═══ Data records ═══

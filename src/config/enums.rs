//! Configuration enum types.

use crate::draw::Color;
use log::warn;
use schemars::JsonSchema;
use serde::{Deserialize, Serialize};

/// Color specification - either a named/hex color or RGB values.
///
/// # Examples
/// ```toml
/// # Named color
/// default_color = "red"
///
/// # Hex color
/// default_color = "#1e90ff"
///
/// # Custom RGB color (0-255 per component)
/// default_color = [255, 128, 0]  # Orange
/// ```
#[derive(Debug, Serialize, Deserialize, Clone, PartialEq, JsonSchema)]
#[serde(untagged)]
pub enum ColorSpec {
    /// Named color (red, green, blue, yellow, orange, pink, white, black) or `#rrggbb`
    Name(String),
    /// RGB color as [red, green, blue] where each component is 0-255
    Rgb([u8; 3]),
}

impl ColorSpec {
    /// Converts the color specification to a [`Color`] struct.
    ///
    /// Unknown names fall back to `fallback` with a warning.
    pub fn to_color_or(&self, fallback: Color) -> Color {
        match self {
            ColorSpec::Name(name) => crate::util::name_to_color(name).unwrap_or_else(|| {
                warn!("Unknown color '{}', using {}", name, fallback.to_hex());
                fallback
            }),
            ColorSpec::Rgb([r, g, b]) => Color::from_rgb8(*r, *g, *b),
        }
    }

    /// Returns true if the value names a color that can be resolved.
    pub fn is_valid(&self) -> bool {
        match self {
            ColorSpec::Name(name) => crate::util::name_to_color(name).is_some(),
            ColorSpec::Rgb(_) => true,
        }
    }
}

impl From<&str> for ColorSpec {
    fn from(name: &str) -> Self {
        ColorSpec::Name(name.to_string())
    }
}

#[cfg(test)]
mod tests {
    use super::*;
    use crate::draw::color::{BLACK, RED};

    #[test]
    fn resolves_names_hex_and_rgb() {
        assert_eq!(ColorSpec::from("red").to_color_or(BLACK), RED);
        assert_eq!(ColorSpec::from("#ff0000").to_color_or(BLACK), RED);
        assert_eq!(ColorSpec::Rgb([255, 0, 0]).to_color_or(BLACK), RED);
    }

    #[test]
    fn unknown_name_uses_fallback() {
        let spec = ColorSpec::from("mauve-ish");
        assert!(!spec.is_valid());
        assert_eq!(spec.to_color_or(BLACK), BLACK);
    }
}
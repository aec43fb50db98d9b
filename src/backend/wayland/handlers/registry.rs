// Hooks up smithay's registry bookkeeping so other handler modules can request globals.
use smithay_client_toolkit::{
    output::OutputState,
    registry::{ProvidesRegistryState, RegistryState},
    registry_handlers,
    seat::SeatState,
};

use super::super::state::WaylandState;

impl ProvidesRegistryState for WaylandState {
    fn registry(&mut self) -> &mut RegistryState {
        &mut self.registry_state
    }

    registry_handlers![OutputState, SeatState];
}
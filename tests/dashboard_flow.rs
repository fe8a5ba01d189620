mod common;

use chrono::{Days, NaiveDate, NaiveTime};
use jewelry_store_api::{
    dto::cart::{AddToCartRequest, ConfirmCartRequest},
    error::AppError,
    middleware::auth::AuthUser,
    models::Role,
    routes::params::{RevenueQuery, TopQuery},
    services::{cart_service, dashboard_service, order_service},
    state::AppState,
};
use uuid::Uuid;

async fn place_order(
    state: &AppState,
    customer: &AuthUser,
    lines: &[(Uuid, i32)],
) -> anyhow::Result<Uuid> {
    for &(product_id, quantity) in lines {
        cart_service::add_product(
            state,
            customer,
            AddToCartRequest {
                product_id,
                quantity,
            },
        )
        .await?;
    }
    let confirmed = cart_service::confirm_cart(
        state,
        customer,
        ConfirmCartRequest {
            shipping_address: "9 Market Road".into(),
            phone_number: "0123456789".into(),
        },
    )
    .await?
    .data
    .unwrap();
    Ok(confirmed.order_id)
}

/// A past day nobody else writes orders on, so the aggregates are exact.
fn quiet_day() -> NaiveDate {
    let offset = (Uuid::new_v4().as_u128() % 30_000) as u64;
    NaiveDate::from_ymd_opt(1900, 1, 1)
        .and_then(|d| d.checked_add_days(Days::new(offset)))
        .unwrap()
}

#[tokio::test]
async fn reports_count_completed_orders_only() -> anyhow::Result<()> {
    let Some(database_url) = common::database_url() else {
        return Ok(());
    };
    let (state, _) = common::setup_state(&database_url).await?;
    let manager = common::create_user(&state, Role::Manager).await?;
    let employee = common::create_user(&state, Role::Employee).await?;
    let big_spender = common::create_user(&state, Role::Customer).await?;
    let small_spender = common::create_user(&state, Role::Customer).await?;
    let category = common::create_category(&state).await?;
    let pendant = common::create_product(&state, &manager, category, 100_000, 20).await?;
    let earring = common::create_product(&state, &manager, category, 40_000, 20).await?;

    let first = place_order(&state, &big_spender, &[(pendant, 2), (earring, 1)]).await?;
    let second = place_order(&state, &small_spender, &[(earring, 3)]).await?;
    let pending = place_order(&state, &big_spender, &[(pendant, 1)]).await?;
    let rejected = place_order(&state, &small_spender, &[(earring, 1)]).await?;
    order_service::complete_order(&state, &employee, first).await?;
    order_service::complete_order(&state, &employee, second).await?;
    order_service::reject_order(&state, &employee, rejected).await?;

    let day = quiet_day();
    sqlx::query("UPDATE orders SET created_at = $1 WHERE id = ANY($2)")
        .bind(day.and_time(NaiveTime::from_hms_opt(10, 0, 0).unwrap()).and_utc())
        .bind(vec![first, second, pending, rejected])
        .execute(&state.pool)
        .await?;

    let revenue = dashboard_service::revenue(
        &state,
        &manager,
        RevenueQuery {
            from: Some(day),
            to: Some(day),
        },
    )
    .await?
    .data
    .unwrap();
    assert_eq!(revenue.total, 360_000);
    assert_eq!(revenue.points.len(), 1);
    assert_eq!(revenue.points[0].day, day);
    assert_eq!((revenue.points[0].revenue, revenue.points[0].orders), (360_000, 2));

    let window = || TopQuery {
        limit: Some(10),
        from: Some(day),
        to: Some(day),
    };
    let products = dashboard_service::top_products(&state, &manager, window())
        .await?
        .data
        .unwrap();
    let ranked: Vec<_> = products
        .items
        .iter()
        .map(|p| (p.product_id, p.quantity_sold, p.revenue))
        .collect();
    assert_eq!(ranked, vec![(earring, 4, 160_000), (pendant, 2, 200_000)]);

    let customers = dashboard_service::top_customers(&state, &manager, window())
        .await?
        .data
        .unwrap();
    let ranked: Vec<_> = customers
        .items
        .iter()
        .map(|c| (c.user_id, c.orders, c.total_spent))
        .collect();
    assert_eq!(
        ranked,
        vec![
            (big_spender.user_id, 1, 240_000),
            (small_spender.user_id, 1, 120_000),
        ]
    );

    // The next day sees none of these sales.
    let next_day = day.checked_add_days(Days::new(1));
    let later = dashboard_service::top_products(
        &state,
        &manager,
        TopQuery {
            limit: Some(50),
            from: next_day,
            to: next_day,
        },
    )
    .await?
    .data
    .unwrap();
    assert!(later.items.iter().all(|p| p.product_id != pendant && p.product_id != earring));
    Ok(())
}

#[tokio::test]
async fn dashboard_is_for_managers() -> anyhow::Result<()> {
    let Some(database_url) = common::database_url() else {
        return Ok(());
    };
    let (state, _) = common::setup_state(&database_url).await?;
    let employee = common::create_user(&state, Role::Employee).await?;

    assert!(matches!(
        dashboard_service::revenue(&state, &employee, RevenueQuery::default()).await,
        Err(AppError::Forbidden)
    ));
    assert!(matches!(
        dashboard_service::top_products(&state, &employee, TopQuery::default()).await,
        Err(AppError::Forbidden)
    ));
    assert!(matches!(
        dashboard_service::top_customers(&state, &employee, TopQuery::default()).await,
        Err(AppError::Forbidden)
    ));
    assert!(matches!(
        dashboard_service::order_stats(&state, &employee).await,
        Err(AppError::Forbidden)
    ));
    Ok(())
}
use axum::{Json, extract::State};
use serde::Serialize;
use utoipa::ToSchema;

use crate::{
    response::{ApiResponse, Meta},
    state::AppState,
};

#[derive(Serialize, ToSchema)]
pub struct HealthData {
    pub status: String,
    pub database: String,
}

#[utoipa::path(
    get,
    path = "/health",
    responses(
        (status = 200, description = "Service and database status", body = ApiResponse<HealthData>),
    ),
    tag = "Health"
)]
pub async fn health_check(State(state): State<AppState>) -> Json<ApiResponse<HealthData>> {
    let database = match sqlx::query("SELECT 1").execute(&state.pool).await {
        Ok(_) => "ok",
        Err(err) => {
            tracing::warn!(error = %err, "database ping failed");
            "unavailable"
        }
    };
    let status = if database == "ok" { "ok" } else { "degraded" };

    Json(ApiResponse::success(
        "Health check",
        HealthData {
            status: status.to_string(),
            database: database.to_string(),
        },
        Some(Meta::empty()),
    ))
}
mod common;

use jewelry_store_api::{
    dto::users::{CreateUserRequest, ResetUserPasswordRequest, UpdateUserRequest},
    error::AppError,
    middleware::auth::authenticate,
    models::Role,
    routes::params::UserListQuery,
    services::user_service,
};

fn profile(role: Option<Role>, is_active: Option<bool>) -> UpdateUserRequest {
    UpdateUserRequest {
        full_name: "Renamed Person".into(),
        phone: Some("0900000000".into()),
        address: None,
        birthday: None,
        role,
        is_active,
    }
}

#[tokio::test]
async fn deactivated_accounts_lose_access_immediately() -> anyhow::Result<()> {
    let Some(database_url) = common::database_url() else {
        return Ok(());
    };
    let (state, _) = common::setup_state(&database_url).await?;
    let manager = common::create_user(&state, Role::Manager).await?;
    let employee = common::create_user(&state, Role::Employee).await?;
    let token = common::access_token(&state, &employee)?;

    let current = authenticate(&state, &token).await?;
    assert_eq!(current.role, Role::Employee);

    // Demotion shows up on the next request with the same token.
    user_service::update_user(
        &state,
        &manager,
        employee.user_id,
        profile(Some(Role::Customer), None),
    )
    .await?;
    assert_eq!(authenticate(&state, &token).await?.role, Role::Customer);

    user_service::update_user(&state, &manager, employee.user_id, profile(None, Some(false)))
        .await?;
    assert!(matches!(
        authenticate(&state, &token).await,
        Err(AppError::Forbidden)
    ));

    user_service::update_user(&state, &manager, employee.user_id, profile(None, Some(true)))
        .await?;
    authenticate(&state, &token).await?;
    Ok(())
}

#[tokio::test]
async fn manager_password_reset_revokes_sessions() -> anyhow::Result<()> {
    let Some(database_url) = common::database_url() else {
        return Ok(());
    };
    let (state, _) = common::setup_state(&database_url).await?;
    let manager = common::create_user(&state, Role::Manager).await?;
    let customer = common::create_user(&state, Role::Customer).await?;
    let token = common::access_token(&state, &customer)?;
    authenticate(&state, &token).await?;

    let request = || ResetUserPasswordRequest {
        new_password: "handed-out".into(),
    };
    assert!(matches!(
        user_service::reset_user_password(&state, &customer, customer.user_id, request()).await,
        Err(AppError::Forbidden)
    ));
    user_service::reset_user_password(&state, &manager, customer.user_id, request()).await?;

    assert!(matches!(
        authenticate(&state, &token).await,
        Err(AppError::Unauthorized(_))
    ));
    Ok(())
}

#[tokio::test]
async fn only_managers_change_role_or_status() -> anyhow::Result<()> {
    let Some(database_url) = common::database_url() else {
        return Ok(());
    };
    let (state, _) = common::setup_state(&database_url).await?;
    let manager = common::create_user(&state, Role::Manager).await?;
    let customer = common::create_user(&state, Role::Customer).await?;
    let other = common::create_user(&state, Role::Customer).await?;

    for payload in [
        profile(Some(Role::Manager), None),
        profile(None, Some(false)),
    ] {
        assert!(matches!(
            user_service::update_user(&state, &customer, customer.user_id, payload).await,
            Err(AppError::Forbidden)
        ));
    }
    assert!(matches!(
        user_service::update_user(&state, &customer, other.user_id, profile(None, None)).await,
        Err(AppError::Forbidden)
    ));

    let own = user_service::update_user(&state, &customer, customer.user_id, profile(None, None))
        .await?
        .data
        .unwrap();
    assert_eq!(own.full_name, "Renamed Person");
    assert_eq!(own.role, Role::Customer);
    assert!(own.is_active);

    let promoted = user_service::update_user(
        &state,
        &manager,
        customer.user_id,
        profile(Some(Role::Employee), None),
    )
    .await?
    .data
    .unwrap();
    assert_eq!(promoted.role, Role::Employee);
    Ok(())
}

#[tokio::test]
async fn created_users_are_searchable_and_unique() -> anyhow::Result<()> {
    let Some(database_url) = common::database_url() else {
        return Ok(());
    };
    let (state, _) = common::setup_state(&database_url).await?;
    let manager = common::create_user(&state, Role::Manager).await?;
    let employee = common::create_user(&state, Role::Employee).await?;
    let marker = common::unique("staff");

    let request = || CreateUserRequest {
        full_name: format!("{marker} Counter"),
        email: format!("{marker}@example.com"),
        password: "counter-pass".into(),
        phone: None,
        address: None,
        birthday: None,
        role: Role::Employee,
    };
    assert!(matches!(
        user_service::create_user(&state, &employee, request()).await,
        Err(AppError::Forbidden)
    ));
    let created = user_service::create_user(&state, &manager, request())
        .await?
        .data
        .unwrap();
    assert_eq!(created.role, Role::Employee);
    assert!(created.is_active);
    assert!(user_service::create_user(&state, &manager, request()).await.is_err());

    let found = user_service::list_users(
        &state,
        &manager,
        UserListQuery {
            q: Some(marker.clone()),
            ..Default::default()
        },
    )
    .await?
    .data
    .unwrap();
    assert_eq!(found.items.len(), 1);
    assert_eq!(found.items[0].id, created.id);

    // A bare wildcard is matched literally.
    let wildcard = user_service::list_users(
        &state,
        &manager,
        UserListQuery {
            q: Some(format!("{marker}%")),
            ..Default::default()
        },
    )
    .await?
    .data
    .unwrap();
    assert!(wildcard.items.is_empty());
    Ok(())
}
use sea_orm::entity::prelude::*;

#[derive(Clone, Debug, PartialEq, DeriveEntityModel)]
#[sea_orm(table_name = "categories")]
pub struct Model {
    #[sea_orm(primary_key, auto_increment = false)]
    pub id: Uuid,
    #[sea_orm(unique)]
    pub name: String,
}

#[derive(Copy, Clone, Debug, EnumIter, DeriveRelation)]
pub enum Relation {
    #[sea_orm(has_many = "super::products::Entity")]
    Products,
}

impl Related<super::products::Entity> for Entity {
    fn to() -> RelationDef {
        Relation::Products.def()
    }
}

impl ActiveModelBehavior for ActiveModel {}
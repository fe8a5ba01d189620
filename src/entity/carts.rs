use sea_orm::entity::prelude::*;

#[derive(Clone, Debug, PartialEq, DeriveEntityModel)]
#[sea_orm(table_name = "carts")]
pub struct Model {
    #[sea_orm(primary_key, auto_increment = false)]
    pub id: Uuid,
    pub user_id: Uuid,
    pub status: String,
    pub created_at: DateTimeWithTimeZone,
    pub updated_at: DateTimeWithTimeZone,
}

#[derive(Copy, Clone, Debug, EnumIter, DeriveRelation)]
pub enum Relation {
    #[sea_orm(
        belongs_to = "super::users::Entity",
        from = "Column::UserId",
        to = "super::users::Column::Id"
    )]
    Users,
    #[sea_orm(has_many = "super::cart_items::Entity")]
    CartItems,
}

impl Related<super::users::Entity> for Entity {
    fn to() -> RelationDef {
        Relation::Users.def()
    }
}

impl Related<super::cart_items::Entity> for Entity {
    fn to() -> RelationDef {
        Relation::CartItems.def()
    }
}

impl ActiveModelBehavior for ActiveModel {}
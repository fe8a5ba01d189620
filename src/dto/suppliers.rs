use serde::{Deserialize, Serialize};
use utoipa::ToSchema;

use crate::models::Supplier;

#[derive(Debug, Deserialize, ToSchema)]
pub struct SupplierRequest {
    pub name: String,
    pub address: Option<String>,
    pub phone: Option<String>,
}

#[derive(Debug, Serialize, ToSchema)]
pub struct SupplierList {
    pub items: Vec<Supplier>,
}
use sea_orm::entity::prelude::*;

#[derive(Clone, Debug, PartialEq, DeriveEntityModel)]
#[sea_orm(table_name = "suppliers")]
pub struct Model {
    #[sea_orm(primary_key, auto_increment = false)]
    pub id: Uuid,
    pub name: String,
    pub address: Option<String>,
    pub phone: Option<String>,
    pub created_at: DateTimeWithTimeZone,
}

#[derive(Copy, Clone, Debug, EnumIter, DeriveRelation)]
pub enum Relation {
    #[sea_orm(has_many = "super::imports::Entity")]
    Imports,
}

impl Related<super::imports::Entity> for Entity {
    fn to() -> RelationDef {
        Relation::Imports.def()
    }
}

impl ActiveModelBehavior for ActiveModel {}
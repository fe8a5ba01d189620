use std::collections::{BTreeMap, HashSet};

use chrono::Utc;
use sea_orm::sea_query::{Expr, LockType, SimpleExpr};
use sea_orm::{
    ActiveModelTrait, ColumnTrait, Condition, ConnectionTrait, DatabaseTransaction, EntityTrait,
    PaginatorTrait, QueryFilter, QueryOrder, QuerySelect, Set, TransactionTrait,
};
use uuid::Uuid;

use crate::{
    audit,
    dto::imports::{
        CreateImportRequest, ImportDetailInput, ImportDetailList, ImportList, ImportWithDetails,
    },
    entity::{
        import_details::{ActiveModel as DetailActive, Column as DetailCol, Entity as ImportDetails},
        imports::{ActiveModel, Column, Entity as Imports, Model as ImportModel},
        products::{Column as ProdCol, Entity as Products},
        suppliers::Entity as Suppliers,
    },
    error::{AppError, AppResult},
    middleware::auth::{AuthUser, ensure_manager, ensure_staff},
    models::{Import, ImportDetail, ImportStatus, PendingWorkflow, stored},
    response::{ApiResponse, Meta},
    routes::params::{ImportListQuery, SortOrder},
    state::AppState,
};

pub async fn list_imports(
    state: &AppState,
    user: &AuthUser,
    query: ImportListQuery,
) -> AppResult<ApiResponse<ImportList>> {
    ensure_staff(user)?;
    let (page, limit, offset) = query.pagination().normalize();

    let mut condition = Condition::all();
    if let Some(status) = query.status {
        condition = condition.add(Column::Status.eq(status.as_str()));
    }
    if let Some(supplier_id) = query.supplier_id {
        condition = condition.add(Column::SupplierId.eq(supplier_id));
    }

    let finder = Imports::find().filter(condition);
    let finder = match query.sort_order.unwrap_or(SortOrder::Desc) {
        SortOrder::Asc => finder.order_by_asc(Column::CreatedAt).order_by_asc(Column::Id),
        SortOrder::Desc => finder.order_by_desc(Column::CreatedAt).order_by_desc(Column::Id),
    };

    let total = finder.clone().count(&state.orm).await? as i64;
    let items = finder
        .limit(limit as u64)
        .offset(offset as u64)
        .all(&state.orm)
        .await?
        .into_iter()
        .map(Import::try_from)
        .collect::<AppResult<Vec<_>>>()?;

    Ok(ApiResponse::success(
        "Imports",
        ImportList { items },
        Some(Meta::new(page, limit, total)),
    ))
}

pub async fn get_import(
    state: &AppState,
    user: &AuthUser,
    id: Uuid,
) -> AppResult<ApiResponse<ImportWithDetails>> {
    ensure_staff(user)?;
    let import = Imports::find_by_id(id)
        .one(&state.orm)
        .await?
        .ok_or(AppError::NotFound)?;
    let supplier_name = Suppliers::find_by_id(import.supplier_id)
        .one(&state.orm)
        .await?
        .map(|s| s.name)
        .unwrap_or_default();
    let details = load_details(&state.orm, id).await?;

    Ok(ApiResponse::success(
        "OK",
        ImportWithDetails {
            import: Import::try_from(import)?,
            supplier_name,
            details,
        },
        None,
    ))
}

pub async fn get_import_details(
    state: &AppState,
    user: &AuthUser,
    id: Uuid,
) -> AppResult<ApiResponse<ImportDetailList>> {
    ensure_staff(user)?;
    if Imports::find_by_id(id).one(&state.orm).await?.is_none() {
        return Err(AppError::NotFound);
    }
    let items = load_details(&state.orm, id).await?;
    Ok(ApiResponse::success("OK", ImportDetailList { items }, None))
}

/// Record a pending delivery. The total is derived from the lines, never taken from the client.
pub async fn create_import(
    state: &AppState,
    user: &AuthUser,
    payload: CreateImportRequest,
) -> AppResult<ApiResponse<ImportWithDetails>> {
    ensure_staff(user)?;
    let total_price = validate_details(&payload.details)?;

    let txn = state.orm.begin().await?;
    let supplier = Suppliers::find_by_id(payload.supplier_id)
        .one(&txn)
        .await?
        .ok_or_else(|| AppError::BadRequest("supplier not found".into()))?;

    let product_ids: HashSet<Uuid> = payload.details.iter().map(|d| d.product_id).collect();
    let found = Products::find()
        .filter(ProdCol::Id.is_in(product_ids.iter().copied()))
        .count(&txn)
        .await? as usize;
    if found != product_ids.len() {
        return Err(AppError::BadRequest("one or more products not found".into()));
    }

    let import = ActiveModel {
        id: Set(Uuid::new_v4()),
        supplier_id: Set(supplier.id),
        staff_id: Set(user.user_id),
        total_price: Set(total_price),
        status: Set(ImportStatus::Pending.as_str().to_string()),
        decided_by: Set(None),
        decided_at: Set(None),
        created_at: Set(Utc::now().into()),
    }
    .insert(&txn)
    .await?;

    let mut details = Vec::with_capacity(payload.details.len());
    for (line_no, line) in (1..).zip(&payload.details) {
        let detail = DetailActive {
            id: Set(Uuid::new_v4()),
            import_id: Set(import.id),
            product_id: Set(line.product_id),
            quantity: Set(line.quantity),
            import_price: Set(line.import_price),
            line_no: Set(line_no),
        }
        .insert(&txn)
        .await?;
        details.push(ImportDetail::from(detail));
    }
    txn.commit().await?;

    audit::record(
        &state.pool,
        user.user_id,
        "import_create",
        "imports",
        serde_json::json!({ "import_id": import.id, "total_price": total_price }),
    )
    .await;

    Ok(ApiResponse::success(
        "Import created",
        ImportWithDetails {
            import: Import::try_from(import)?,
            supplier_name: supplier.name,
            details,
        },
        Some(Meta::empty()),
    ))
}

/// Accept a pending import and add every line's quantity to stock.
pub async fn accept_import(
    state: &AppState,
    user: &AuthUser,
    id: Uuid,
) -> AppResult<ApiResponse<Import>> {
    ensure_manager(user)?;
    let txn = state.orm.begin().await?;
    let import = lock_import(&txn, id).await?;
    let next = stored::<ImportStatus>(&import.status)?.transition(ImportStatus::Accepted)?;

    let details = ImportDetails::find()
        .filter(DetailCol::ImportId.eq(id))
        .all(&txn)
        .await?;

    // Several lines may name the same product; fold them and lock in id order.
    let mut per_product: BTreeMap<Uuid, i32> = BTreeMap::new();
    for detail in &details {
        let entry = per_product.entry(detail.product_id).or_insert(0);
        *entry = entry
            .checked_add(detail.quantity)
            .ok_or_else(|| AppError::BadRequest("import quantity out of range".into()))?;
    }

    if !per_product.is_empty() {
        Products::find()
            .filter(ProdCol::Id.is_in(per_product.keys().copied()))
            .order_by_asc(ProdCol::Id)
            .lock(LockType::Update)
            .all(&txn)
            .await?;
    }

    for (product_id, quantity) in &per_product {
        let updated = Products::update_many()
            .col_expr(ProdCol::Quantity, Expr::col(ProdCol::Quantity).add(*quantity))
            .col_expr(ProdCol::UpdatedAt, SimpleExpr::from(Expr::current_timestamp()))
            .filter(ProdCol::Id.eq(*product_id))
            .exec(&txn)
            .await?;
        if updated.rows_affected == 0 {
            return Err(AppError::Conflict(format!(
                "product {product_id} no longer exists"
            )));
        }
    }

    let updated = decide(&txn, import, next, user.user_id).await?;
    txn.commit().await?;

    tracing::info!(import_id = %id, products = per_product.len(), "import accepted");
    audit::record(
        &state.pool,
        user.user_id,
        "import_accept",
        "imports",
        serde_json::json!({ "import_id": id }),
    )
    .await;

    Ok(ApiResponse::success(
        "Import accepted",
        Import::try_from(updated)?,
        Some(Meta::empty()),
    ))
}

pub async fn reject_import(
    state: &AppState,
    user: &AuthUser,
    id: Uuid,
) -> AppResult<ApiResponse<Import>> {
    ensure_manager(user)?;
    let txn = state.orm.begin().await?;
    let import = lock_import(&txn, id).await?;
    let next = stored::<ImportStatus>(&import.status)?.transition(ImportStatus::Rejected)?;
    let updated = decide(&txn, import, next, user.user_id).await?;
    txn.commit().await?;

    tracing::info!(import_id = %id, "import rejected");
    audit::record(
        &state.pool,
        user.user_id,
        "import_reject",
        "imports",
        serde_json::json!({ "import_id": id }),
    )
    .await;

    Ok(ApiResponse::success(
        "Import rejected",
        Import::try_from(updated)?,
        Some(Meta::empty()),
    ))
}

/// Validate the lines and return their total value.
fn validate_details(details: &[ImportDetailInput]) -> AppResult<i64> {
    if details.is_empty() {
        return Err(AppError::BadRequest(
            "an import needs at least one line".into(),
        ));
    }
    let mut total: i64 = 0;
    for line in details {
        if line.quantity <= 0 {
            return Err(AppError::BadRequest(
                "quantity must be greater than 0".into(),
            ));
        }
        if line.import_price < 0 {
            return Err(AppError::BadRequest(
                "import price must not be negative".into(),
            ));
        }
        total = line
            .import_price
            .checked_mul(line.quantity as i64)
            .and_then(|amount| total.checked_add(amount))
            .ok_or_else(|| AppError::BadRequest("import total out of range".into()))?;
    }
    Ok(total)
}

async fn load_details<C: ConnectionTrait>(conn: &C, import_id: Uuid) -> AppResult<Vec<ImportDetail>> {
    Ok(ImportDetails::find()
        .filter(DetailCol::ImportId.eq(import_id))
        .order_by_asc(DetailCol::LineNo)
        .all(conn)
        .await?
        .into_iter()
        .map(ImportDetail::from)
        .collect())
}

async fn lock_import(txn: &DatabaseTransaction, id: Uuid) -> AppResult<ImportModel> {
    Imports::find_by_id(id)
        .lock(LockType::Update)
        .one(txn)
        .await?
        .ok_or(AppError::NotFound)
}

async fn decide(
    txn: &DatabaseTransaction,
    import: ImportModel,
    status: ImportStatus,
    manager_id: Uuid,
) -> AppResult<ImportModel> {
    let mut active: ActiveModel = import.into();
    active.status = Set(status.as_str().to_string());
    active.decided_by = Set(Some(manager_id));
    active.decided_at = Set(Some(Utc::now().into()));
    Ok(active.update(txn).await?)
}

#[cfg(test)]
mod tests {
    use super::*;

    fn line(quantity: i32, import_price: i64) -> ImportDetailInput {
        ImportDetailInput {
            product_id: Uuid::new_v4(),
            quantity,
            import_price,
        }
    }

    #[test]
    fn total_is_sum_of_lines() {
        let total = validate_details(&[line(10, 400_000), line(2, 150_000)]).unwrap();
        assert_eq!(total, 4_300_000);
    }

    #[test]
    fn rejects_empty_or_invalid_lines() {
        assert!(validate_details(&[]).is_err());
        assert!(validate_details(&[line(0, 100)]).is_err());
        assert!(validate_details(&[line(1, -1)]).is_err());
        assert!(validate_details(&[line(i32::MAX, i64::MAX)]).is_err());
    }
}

═══

Search the records for the word "services" and copy out every line that holds it.

Output of the task -
    services::{cart_service, dashboard_service, order_service},
    services::user_service,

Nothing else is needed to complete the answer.